What is needed: Copy the listing below line for line, starting at its first line and ending with the line that has "their peer id" in it. Add nothing.

Material to process:
__________________________________________________

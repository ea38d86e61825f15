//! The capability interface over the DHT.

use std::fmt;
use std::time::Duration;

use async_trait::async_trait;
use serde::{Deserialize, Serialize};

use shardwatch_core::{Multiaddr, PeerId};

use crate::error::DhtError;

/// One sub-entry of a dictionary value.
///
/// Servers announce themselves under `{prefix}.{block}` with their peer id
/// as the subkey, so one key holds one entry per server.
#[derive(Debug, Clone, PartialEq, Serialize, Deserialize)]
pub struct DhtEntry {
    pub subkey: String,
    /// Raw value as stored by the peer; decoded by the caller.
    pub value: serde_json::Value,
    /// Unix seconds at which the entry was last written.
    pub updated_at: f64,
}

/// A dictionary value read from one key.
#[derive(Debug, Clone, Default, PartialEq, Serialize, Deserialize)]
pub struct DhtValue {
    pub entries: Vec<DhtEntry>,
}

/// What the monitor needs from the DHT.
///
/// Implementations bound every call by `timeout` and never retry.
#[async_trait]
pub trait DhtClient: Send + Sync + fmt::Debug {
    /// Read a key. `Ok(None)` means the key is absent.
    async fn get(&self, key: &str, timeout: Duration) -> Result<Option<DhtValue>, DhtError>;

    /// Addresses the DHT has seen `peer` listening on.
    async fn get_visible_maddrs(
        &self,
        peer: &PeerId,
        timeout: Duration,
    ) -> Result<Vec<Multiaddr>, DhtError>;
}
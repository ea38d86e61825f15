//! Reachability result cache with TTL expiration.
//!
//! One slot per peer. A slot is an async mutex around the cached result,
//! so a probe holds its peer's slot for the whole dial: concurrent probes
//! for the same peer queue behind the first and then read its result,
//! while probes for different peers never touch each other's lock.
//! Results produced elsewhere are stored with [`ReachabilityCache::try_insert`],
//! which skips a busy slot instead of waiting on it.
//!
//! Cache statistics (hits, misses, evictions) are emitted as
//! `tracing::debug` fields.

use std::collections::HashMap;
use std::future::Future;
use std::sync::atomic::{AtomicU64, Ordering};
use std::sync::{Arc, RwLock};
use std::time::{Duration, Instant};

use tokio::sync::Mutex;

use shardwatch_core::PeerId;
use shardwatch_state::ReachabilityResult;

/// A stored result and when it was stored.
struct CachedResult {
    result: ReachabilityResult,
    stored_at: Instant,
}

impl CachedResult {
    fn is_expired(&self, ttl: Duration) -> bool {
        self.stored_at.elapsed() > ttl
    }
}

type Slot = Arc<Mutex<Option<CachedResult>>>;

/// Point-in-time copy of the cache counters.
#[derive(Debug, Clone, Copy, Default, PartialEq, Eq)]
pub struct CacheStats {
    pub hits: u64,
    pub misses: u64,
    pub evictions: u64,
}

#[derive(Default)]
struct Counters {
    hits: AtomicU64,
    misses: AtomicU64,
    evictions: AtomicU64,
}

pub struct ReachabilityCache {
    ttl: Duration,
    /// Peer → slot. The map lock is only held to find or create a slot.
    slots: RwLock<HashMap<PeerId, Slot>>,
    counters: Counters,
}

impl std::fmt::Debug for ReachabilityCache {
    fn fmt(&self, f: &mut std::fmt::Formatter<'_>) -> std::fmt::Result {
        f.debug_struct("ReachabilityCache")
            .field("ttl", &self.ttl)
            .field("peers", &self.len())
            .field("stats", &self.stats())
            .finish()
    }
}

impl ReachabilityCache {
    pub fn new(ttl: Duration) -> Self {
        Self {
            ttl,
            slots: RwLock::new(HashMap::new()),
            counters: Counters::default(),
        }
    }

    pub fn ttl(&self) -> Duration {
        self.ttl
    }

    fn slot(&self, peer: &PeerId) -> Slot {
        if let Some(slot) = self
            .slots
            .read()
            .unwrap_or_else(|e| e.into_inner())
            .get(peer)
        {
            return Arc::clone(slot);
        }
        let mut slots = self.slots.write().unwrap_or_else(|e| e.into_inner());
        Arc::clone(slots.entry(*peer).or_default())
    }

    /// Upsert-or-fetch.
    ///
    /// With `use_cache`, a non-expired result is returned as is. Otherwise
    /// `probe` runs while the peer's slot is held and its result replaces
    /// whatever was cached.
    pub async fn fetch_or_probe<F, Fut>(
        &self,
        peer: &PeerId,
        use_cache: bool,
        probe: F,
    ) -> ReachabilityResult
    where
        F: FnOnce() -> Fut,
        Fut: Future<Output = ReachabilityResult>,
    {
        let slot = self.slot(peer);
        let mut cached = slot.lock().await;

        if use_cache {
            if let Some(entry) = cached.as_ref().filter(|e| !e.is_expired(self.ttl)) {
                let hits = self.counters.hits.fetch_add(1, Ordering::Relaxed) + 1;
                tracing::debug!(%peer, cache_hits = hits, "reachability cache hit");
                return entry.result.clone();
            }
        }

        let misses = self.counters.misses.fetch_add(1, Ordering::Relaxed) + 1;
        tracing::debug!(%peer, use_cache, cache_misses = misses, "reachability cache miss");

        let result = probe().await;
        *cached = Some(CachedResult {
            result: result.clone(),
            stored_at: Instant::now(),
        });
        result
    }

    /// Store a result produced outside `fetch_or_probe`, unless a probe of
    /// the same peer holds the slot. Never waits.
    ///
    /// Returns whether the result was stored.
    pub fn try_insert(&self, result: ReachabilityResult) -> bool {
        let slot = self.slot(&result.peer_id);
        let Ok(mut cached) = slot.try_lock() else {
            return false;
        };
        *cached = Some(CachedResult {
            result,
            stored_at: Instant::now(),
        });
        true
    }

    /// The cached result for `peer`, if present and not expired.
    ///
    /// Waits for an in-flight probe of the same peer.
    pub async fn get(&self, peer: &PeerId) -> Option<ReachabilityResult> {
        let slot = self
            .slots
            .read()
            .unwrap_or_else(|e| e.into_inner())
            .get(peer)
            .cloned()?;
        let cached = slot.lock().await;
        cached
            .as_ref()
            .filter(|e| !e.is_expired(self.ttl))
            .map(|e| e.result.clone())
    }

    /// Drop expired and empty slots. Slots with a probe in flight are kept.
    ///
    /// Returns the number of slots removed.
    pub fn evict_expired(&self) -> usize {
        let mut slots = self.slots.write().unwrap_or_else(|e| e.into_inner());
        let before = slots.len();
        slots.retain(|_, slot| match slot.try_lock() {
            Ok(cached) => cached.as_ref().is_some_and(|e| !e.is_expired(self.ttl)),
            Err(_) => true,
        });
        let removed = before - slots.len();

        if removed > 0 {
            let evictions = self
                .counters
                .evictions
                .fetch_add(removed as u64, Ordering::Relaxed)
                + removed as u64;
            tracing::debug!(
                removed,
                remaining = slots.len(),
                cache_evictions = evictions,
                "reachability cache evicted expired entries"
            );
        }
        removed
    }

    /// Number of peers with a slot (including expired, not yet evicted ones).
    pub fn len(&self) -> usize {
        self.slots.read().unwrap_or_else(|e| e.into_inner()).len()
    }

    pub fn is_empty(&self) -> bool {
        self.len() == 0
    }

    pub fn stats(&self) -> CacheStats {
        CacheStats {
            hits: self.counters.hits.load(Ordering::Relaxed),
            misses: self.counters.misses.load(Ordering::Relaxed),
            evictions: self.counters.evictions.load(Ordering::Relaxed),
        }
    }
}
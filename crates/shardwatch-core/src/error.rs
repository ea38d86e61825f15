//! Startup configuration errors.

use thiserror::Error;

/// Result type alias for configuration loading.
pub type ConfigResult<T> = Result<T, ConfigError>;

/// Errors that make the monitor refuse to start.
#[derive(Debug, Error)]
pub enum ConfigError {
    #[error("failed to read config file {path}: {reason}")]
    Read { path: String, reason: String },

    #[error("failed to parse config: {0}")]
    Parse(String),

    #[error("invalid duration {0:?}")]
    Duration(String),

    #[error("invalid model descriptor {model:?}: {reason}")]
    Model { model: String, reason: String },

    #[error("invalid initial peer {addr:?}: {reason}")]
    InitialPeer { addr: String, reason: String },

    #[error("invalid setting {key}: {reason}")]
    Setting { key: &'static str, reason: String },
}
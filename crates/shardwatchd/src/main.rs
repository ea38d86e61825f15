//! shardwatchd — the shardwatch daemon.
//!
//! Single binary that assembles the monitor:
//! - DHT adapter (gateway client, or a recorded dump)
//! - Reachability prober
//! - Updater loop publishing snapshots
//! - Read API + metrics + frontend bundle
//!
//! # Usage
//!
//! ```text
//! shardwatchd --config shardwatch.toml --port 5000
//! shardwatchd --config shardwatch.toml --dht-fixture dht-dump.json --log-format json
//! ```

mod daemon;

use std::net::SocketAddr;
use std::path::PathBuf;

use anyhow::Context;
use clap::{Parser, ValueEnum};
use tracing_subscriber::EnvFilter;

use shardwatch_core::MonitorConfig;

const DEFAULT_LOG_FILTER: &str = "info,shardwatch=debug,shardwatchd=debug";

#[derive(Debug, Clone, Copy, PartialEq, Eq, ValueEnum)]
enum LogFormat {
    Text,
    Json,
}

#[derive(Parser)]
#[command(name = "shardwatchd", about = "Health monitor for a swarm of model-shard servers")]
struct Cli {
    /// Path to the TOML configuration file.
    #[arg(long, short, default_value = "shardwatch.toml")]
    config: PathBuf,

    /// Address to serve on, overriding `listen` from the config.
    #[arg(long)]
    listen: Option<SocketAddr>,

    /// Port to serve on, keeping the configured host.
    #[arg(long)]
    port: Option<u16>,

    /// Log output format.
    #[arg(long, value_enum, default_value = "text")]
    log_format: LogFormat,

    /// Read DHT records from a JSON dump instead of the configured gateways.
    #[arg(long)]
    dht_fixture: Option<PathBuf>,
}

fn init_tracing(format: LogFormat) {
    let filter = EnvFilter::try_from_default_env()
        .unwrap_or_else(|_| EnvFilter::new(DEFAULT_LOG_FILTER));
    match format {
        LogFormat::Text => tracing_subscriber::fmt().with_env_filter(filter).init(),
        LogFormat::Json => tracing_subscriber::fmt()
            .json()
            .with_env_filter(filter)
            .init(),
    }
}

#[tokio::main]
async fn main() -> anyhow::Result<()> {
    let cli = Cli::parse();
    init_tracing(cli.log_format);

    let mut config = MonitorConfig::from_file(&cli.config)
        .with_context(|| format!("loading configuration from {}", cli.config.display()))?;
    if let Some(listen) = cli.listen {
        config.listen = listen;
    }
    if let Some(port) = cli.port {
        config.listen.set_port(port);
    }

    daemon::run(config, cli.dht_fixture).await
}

__________________________________________________

Your response:
repository ea38d86e61825f15
//! The capability interface over the DHT.

use std::fmt;
use std::time::Duration;

use async_trait::async_trait;
use serde::{Deserialize, Serialize};

use shardwatch_core::{Multiaddr, PeerId};

use crate::error::DhtError;

/// One sub-entry of a dictionary value.
///
/// Servers announce themselves under `{prefix}.{block}` with their peer id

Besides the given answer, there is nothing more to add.